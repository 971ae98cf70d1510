//! Error types for the inventory server.
//!
//! Defines the main error enum used throughout the application.

use thiserror::Error;

/// Main error type for inventory operations.
#[derive(Error, Debug)]
pub enum InventoryError {
    /// Warehouse connection errors (host unreachable, auth failed, etc.)
    #[error("Connection error: {0}")]
    Connection(String),

    /// Query execution errors (syntax errors, unexpected result shapes, etc.)
    #[error("Query error: {0}")]
    Query(String),

    /// A statement was refused by the read-only guard.
    #[error("Statement rejected: {0}")]
    Rejected(String),

    /// Configuration errors (invalid config file, missing access token, etc.)
    #[error("Configuration error: {0}")]
    Config(String),

    /// Malformed client request (bad pagination parameters).
    #[error("Invalid request: {0}")]
    InvalidRequest(String),

    /// The static frontend bundle has not been built.
    #[error("Frontend not built. Please run 'npm run build' first.")]
    FrontendNotBuilt,

    /// Internal application errors (unexpected states, bugs, etc.)
    #[error("Internal error: {0}")]
    Internal(String),
}

impl InventoryError {
    /// Creates a connection error with the given message.
    pub fn connection(msg: impl Into<String>) -> Self {
        Self::Connection(msg.into())
    }

    /// Creates a query error with the given message.
    pub fn query(msg: impl Into<String>) -> Self {
        Self::Query(msg.into())
    }

    /// Creates a rejected-statement error with the given message.
    pub fn rejected(msg: impl Into<String>) -> Self {
        Self::Rejected(msg.into())
    }

    /// Creates a configuration error with the given message.
    pub fn config(msg: impl Into<String>) -> Self {
        Self::Config(msg.into())
    }

    /// Creates an invalid-request error with the given message.
    pub fn invalid_request(msg: impl Into<String>) -> Self {
        Self::InvalidRequest(msg.into())
    }

    /// Creates an internal error with the given message.
    pub fn internal(msg: impl Into<String>) -> Self {
        Self::Internal(msg.into())
    }

    /// Returns the error category as a string for display purposes.
    pub fn category(&self) -> &'static str {
        match self {
            Self::Connection(_) => "Connection Error",
            Self::Query(_) => "Query Error",
            Self::Rejected(_) => "Rejected Statement",
            Self::Config(_) => "Configuration Error",
            Self::InvalidRequest(_) => "Invalid Request",
            Self::FrontendNotBuilt => "Frontend Missing",
            Self::Internal(_) => "Internal Error",
        }
    }

    /// Returns true if the caller caused the error rather than the server.
    pub fn is_client_error(&self) -> bool {
        matches!(self, Self::InvalidRequest(_) | Self::FrontendNotBuilt)
    }
}

/// Result type alias using InventoryError.
pub type Result<T> = std::result::Result<T, InventoryError>;
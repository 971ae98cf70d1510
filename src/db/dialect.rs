//! Backend-specific SQL syntax.
//!
//! Identifier quoting and parameter placeholders differ between Databricks,
//! PostgreSQL and SQLite. Everything that renders SQL text goes through
//! [`Dialect`] so composed clauses stay portable.

use regex::Regex;
use std::sync::OnceLock;

/// SQL dialect of the connected warehouse.
#[derive(Debug, Clone, Copy, PartialEq, Eq)]
pub enum Dialect {
    /// Databricks SQL: backtick identifiers, named `:pN` parameters.
    Databricks,
    /// PostgreSQL: double-quoted identifiers, positional `$N` parameters.
    Postgres,
    /// SQLite: backtick identifiers, anonymous `?` parameters.
    Sqlite,
}

impl Dialect {
    /// Quotes a single column identifier.
    ///
    /// Callers must have checked the name with [`is_safe_identifier`]; the quote
    /// character is never escaped here.
    pub fn quote_identifier(&self, name: &str) -> String {
        match self {
            Self::Databricks | Self::Sqlite => format!("`{name}`"),
            Self::Postgres => format!("\"{name}\""),
        }
    }

    /// Returns the placeholder for the parameter at `index` (zero-based).
    pub fn placeholder(&self, index: usize) -> String {
        match self {
            Self::Databricks => format!(":{}", parameter_name(index)),
            Self::Postgres => format!("${}", index + 1),
            Self::Sqlite => "?".to_string(),
        }
    }

    /// Renders the left-hand side of a text comparison against a column.
    ///
    /// Parameters are always bound as text. PostgreSQL will not compare text
    /// with other column types implicitly, so the column is cast there.
    pub fn text_operand(&self, name: &str) -> String {
        let quoted = self.quote_identifier(name);
        match self {
            Self::Postgres => format!("CAST({quoted} AS TEXT)"),
            Self::Databricks | Self::Sqlite => quoted,
        }
    }
}

/// Name of the Databricks named parameter at `index`.
pub fn parameter_name(index: usize) -> String {
    format!("p{index}")
}

/// Renders a string as a single-quoted SQL literal, doubling embedded quotes.
pub fn quote_literal(value: &str) -> String {
    format!("'{}'", value.replace('\'', "''"))
}

fn identifier_regex() -> &'static Regex {
    static RE: OnceLock<Regex> = OnceLock::new();
    RE.get_or_init(|| Regex::new(r"^[A-Za-z_][A-Za-z0-9_]*$").expect("valid identifier regex"))
}

/// Returns true if `name` is a plain column identifier that needs no escaping.
pub fn is_safe_identifier(name: &str) -> bool {
    identifier_regex().is_match(name)
}

/// Returns true if `name` is a dotted sequence of safe identifiers
/// (`catalog.schema.table`).
pub fn is_safe_table_name(name: &str) -> bool {
    !name.is_empty() && name.split('.').all(is_safe_identifier)
}
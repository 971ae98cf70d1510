//! Warehouse access layer.
//!
//! Provides a trait-based interface for warehouse connections, allowing
//! different backends to be used interchangeably. Connections are opened per
//! request through a [`Connector`] and closed explicitly once the request is
//! done with them.

mod databricks;
pub mod dialect;
mod mock;
mod postgres;
mod sqlite;
mod types;

pub use databricks::DatabricksClient;
pub use dialect::Dialect;
pub use mock::{MockConnector, MockDatabaseClient};
pub use postgres::PostgresClient;
pub use sqlite::SqliteClient;
pub use types::{ColumnInfo, QueryResult, Row, Statement, Value};

use crate::config::WarehouseConfig;
use crate::error::Result;
use async_trait::async_trait;
use std::fmt;

/// Supported warehouse backends.
#[derive(Debug, Clone, Copy, PartialEq, Eq, Default, serde::Serialize, serde::Deserialize)]
#[serde(rename_all = "lowercase")]
pub enum DatabaseBackend {
    #[default]
    Databricks,
    Postgres,
    Sqlite,
}

impl DatabaseBackend {
    /// Returns the backend as a configuration string.
    pub fn as_str(&self) -> &'static str {
        match self {
            Self::Databricks => "databricks",
            Self::Postgres => "postgres",
            Self::Sqlite => "sqlite",
        }
    }

    /// Parses a backend from a string.
    pub fn parse(s: &str) -> Option<Self> {
        match s.to_lowercase().as_str() {
            "databricks" => Some(Self::Databricks),
            "postgres" | "postgresql" => Some(Self::Postgres),
            "sqlite" => Some(Self::Sqlite),
            _ => None,
        }
    }

    /// Returns the SQL dialect spoken by this backend.
    pub fn dialect(&self) -> Dialect {
        match self {
            Self::Databricks => Dialect::Databricks,
            Self::Postgres => Dialect::Postgres,
            Self::Sqlite => Dialect::Sqlite,
        }
    }

    /// Human-readable name, used in response titles.
    pub fn display_name(&self) -> &'static str {
        match self {
            Self::Databricks => "Databricks",
            Self::Postgres => "PostgreSQL",
            Self::Sqlite => "SQLite",
        }
    }
}

impl fmt::Display for DatabaseBackend {
    fn fmt(&self, f: &mut fmt::Formatter<'_>) -> fmt::Result {
        f.write_str(self.as_str())
    }
}

/// Opens a single-use warehouse connection for the configured backend.
///
/// This is the central factory function for warehouse connections.
pub async fn connect(config: &WarehouseConfig) -> Result<Box<dyn DatabaseClient>> {
    match config.backend {
        DatabaseBackend::Databricks => {
            let client = DatabricksClient::connect(config).await?;
            Ok(Box::new(client))
        }
        DatabaseBackend::Postgres => {
            let client = PostgresClient::connect(config).await?;
            Ok(Box::new(client))
        }
        DatabaseBackend::Sqlite => {
            let client = SqliteClient::connect(config).await?;
            Ok(Box::new(client))
        }
    }
}

/// Trait defining the interface for warehouse connections.
///
/// A connection is owned by one request at a time, so execution takes `&mut self`.
#[async_trait]
pub trait DatabaseClient: Send {
    /// Returns the SQL dialect statements must be rendered in.
    fn dialect(&self) -> Dialect;

    /// Executes a statement and returns its rows with column metadata.
    async fn execute_query(&mut self, statement: &Statement) -> Result<QueryResult>;

    /// Closes the connection. Further statements fail.
    async fn close(&mut self) -> Result<()>;
}

/// Opens connections on demand (the connection provider).
#[async_trait]
pub trait Connector: Send + Sync {
    /// Backend the opened connections talk to.
    fn backend(&self) -> DatabaseBackend;

    /// Opens a fresh connection.
    async fn open(&self) -> Result<Box<dyn DatabaseClient>>;
}

/// Connector backed by the warehouse configuration loaded at startup.
#[derive(Debug, Clone)]
pub struct WarehouseConnector {
    config: WarehouseConfig,
}

impl WarehouseConnector {
    /// Creates a connector for the given configuration.
    pub fn new(config: WarehouseConfig) -> Self {
        Self { config }
    }
}

#[async_trait]
impl Connector for WarehouseConnector {
    fn backend(&self) -> DatabaseBackend {
        self.config.backend
    }

    async fn open(&self) -> Result<Box<dyn DatabaseClient>> {
        connect(&self.config).await
    }
}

-------

Requirement: Look through the data above and return exactly the lines from the one that contains "let client = SqliteClient::connect(config).await?;" to the one that contains "pub trait DatabaseClient: Send", inclusive, with nothing else.

Result below:
            let client = SqliteClient::connect(config).await?;
            Ok(Box::new(client))
        }
    }
}

/// Trait defining the interface for warehouse connections.
///
/// A connection is owned by one request at a time, so execution takes `&mut self`.
#[async_trait]
pub trait DatabaseClient: Send {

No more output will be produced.